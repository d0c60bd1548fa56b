//! GPU device + surface management.
//!
//! Creates the wgpu instance/adapter/device/queue for a window, keeps the
//! swapchain configured across resizes and hands out per-frame encoders.

mod context;
mod error;
mod frame;
mod init;
mod surface;

pub use context::Gpu;
pub use error::SurfaceErrorAction;
pub use frame::GpuFrame;
pub use init::GpuInit;
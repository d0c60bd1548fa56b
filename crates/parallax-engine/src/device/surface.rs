use winit::dpi::PhysicalSize;

use super::SurfaceErrorAction;

const SRGB_FORMATS: [wgpu::TextureFormat; 2] = [
    wgpu::TextureFormat::Bgra8UnormSrgb,
    wgpu::TextureFormat::Rgba8UnormSrgb,
];

pub(crate) fn choose_surface_format(
    caps: &wgpu::SurfaceCapabilities,
    prefer_srgb: bool,
) -> Option<wgpu::TextureFormat> {
    let first = caps.formats.first().copied()?;

    if prefer_srgb {
        if let Some(f) = SRGB_FORMATS.into_iter().find(|f| caps.formats.contains(f)) {
            return Some(f);
        }
        log::warn!("surface offers no sRGB format; using {first:?}");
    }

    Some(first)
}

pub(crate) fn choose_alpha_mode(
    caps: &wgpu::SurfaceCapabilities,
    requested: Option<wgpu::CompositeAlphaMode>,
) -> wgpu::CompositeAlphaMode {
    requested
        .filter(|m| caps.alpha_modes.contains(m))
        .or_else(|| caps.alpha_modes.first().copied())
        .unwrap_or(wgpu::CompositeAlphaMode::Auto)
}

/// Records the new size and reconfigures the swapchain.
///
/// wgpu rejects a 0×0 configuration (minimized window); the size is still
/// recorded and configuration waits for the next non-zero resize.
pub(crate) fn apply_resize(
    surface: &wgpu::Surface,
    device: &wgpu::Device,
    config: &mut wgpu::SurfaceConfiguration,
    size: &mut PhysicalSize<u32>,
    new_size: PhysicalSize<u32>,
) {
    *size = new_size;
    if new_size.width == 0 || new_size.height == 0 {
        return;
    }

    config.width = new_size.width;
    config.height = new_size.height;
    surface.configure(device, config);
}

pub(crate) fn map_surface_error(
    surface: &wgpu::Surface,
    device: &wgpu::Device,
    config: &wgpu::SurfaceConfiguration,
    size: PhysicalSize<u32>,
    err: wgpu::SurfaceError,
) -> SurfaceErrorAction {
    match err {
        wgpu::SurfaceError::Lost | wgpu::SurfaceError::Outdated => {
            if size.width > 0 && size.height > 0 {
                surface.configure(device, config);
            }
            SurfaceErrorAction::Reconfigured
        }
        wgpu::SurfaceError::OutOfMemory => {
            log::error!("surface out of memory");
            SurfaceErrorAction::Fatal
        }
        wgpu::SurfaceError::Timeout | wgpu::SurfaceError::Other => {
            log::debug!("skipping frame: {err}");
            SurfaceErrorAction::SkipFrame
        }
    }
}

→ **What needs to be done**:
Using the entries above, print each one again without any alteration.

→ **Answer to this task**:
repository d0c60bd1548fa56b
//! GPU device + surface management.
//!
//! Creates the wgpu instance/adapter/device/queue for a window, keeps the
//! swapchain configured across resizes and hands out per-frame encoders.

mod context;
mod error;
mod frame;
mod init;
mod surface;

pub use context::Gpu;
pub use error::SurfaceErrorAction;
pub use frame::GpuFrame;
pub use init::GpuInit;
repository d0c60bd1548fa56b
filename crates/parallax-engine/src/device/surface.rs
use winit::dpi::PhysicalSize;

use super::SurfaceErrorAction;

const SRGB_FORMATS: [wgpu::TextureFormat; 2] = [
    wgpu::TextureFormat::Bgra8UnormSrgb,
    wgpu::TextureFormat::Rgba8UnormSrgb,
];

pub(crate) fn choose_surface_format(
    caps: &wgpu::SurfaceCapabilities,
    prefer_srgb: bool,
) -> Option<wgpu::TextureFormat> {
    let first = caps.formats.first().copied()?;

    if prefer_srgb {
        if let Some(f) = SRGB_FORMATS.into_iter().find(|f| caps.formats.contains(f)) {
            return Some(f);
        }
        log::warn!("surface offers no sRGB format; using {first:?}");
    }

    Some(first)
}

pub(crate) fn choose_alpha_mode(
    caps: &wgpu::SurfaceCapabilities,
    requested: Option<wgpu::CompositeAlphaMode>,
) -> wgpu::CompositeAlphaMode {
    requested
        .filter(|m| caps.alpha_modes.contains(m))
        .or_else(|| caps.alpha_modes.first().copied())
        .unwrap_or(wgpu::CompositeAlphaMode::Auto)
}

/// Records the new size and reconfigures the swapchain.
///
/// wgpu rejects a 0×0 configuration (minimized window); the size is still
/// recorded and configuration waits for the next non-zero resize.
pub(crate) fn apply_resize(
    surface: &wgpu::Surface,
    device: &wgpu::Device,
    config: &mut wgpu::SurfaceConfiguration,
    size: &mut PhysicalSize<u32>,
    new_size: PhysicalSize<u32>,
) {
    *size = new_size;
    if new_size.width == 0 || new_size.height == 0 {
        return;
    }

    config.width = new_size.width;
    config.height = new_size.height;
    surface.configure(device, config);
}

pub(crate) fn map_surface_error(
    surface: &wgpu::Surface,
    device: &wgpu::Device,
    config: &wgpu::SurfaceConfiguration,
    size: PhysicalSize<u32>,
    err: wgpu::SurfaceError,
) -> SurfaceErrorAction {
    match err {
        wgpu::SurfaceError::Lost | wgpu::SurfaceError::Outdated => {
            if size.width > 0 && size.height > 0 {
                surface.configure(device, config);
            }
            SurfaceErrorAction::Reconfigured
        }
        wgpu::SurfaceError::OutOfMemory => {
            log::error!("surface out of memory");
            SurfaceErrorAction::Fatal
        }
        wgpu::SurfaceError::Timeout | wgpu::SurfaceError::Other => {
            log::debug!("skipping frame: {err}");
            SurfaceErrorAction::SkipFrame
        }
    }
}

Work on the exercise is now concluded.